Exercise
A verbatim reprint of the records below is what this exercise asks for.

(Items listed in a dataset)
<<<<

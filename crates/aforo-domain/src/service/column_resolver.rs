//! Column resolution: map logical fields onto an unknown header
//!
//! Two passes over the catalogue. First every field tries its exact
//! candidates in priority order. Fields still missing then scan the header,
//! in header order, for a keyword substring (case- and accent-insensitive),
//! skipping columns another field already claimed.

use std::collections::HashSet;

use crate::model::{Catalogue, FieldMapping, FieldSpec, MatchSource, ResolvedColumn};

/// Resolve every catalogue field against `headers`.
///
/// Deterministic: the same header and catalogue always give the same mapping.
pub fn resolve_columns(headers: &[String], catalogue: &Catalogue) -> FieldMapping {
    let fields = catalogue.fields();

    let mut picks: Vec<Option<(String, MatchSource)>> = fields
        .iter()
        .map(|(_, spec)| exact_match(headers, spec).map(|c| (c.to_string(), MatchSource::Exact)))
        .collect();

    let mut claimed: HashSet<String> = picks
        .iter()
        .flatten()
        .map(|(column, _)| column.clone())
        .collect();

    for (pick, (_, spec)) in picks.iter_mut().zip(fields.iter()) {
        if pick.is_some() {
            continue;
        }
        if let Some(column) = keyword_match(headers, spec, &claimed) {
            claimed.insert(column.to_string());
            *pick = Some((column.to_string(), MatchSource::Keyword));
        }
    }

    let mut resolved = Vec::new();
    let mut unresolved = Vec::new();
    for ((field, _), pick) in fields.into_iter().zip(picks) {
        match pick {
            Some((column, source)) => resolved.push(ResolvedColumn {
                field,
                column,
                source,
            }),
            None => unresolved.push(field),
        }
    }

    FieldMapping::from_parts(resolved, unresolved)
}

fn exact_match<'a>(headers: &'a [String], spec: &FieldSpec) -> Option<&'a str> {
    spec.candidates
        .iter()
        .find_map(|candidate| headers.iter().find(|h| *h == candidate))
        .map(String::as_str)
}

fn keyword_match<'a>(
    headers: &'a [String],
    spec: &FieldSpec,
    claimed: &HashSet<String>,
) -> Option<&'a str> {
    if spec.keywords.is_empty() {
        return None;
    }
    let keywords: Vec<String> = spec.keywords.iter().map(|k| fold(k)).collect();
    let exclude: Vec<String> = spec.exclude.iter().map(|k| fold(k)).collect();

    headers
        .iter()
        .filter(|h| !claimed.contains(h.as_str()))
        .find(|h| {
            let folded = fold(h);
            keywords.iter().any(|k| folded.contains(k.as_str()))
                && !exclude.iter().any(|x| folded.contains(x.as_str()))
        })
        .map(String::as_str)
}

/// Uppercase with acute/grave accents and diaeresis removed. Ñ stays distinct.
fn fold(s: &str) -> String {
    s.to_uppercase()
        .chars()
        .map(|c| match c {
            'Á' | 'À' | 'Ä' | 'Â' => 'A',
            'É' | 'È' | 'Ë' | 'Ê' => 'E',
            'Í' | 'Ì' | 'Ï' | 'Î' => 'I',
            'Ó' | 'Ò' | 'Ö' | 'Ô' => 'O',
            'Ú' | 'Ù' | 'Ü' | 'Û' => 'U',
            other => other,
        })
        .collect()
}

>>>>

Exercise response
filename crates/aforo-domain/src/service/column_resolver.rs
//! Column resolution: map logical fields onto an unknown header
//!
//! Two passes over the catalogue. First every field tries its exact
//! candidates in priority order. Fields still missing then scan the header,
//! in header order, for a keyword substring (case- and accent-insensitive),
//! skipping columns another field already claimed.

use std::collections::HashSet;

use crate::model::{Catalogue, FieldMapping, FieldSpec, MatchSource, ResolvedColumn};

/// Resolve every catalogue field against `headers`.
///
/// Deterministic: the same header and catalogue always give the same mapping.
pub fn resolve_columns(headers: &[String], catalogue: &Catalogue) -> FieldMapping {
    let fields = catalogue.fields();

    let mut picks: Vec<Option<(String, MatchSource)>> = fields
        .iter()
        .map(|(_, spec)| exact_match(headers, spec).map(|c| (c.to_string(), MatchSource::Exact)))
        .collect();

    let mut claimed: HashSet<String> = picks
        .iter()
        .flatten()
        .map(|(column, _)| column.clone())
        .collect();

    for (pick, (_, spec)) in picks.iter_mut().zip(fields.iter()) {
        if pick.is_some() {
            continue;
        }
        if let Some(column) = keyword_match(headers, spec, &claimed) {
            claimed.insert(column.to_string());
            *pick = Some((column.to_string(), MatchSource::Keyword));
        }
    }

    let mut resolved = Vec::new();
    let mut unresolved = Vec::new();
    for ((field, _), pick) in fields.into_iter().zip(picks) {
        match pick {
            Some((column, source)) => resolved.push(ResolvedColumn {
                field,
                column,
                source,
            }),
            None => unresolved.push(field),
        }
    }

    FieldMapping::from_parts(resolved, unresolved)
}

fn exact_match<'a>(headers: &'a [String], spec: &FieldSpec) -> Option<&'a str> {
    spec.candidates
        .iter()
        .find_map(|candidate| headers.iter().find(|h| *h == candidate))
        .map(String::as_str)
}

fn keyword_match<'a>(
    headers: &'a [String],
    spec: &FieldSpec,
    claimed: &HashSet<String>,
) -> Option<&'a str> {
    if spec.keywords.is_empty() {
        return None;
    }
    let keywords: Vec<String> = spec.keywords.iter().map(|k| fold(k)).collect();
    let exclude: Vec<String> = spec.exclude.iter().map(|k| fold(k)).collect();

    headers
        .iter()
        .filter(|h| !claimed.contains(h.as_str()))
        .find(|h| {
            let folded = fold(h);
            keywords.iter().any(|k| folded.contains(k.as_str()))
                && !exclude.iter().any(|x| folded.contains(x.as_str()))
        })
        .map(String::as_str)
}

/// Uppercase with acute/grave accents and diaeresis removed. Ñ stays distinct.
fn fold(s: &str) -> String {
    s.to_uppercase()
        .chars()
        .map(|c| match c {
            'Á' | 'À' | 'Ä' | 'Â' => 'A',
            'É' | 'È' | 'Ë' | 'Ê' => 'E',
            'Í' | 'Ì' | 'Ï' | 'Î' => 'I',
            'Ó' | 'Ò' | 'Ö' | 'Ô' => 'O',
            'Ú' | 'Ù' | 'Ü' | 'Û' => 'U',
            other => other,
        })
        .collect()
}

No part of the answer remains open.